-- What you will do --
Only one stretch of the data below should be repeated: the lines from the line containing "directory entry provider." through the line containing "pub const NOT_FOUND_MESSAGE: &str", inclusive, exactly as they are.

-- Data provided --
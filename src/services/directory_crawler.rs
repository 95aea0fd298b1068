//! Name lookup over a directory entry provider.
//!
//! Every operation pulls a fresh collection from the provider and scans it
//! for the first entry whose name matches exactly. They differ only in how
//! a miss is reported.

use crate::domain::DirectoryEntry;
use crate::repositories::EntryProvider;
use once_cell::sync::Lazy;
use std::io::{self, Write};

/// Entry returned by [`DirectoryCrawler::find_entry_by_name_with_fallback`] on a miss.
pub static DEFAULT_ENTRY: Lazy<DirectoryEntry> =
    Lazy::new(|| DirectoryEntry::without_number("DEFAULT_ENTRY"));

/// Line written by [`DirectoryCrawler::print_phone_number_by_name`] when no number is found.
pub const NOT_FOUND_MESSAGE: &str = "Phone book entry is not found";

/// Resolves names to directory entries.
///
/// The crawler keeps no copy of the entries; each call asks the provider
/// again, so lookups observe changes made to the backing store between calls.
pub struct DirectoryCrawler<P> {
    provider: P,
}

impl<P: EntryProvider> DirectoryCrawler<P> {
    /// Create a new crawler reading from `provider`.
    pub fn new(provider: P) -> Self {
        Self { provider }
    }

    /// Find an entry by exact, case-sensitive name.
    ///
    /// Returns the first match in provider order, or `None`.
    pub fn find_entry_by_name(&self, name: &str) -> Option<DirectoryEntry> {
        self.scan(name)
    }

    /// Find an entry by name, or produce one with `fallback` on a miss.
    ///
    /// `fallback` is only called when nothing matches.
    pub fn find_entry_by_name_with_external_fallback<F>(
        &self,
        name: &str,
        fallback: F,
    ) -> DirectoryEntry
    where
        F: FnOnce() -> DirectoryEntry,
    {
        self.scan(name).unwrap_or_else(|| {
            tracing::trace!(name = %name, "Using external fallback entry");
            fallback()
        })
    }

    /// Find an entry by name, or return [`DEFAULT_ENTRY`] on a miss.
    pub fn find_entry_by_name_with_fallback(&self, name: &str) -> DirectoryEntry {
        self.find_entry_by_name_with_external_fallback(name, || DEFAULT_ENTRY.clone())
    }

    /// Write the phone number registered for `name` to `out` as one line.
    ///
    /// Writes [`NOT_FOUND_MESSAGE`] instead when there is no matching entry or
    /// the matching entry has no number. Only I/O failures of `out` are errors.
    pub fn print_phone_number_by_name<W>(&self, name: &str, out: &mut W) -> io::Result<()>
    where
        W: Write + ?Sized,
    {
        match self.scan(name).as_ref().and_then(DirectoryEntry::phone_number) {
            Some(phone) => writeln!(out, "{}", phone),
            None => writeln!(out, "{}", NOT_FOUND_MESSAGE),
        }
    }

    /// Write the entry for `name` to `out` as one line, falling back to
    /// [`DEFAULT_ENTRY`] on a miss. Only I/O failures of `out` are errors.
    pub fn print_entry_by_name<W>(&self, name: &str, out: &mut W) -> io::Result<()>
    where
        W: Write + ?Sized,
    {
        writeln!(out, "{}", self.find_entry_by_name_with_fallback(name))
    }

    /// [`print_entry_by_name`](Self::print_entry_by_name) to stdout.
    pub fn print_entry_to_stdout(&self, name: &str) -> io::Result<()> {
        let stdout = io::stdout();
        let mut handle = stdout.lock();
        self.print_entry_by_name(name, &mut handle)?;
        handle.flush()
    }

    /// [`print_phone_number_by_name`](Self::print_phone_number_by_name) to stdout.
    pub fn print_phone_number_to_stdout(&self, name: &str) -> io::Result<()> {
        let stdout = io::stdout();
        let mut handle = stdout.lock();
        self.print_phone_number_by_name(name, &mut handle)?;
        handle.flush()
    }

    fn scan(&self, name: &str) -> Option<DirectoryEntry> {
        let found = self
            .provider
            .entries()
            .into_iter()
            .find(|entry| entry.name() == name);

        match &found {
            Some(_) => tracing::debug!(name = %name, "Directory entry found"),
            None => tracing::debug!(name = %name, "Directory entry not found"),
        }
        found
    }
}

-- Result for this task --
//! Name lookup over a directory entry provider.
//!
//! Every operation pulls a fresh collection from the provider and scans it
//! for the first entry whose name matches exactly. They differ only in how
//! a miss is reported.

use crate::domain::DirectoryEntry;
use crate::repositories::EntryProvider;
use once_cell::sync::Lazy;
use std::io::{self, Write};

/// Entry returned by [`DirectoryCrawler::find_entry_by_name_with_fallback`] on a miss.
pub static DEFAULT_ENTRY: Lazy<DirectoryEntry> =
    Lazy::new(|| DirectoryEntry::without_number("DEFAULT_ENTRY"));

/// Line written by [`DirectoryCrawler::print_phone_number_by_name`] when no number is found.
pub const NOT_FOUND_MESSAGE: &str = "Phone book entry is not found";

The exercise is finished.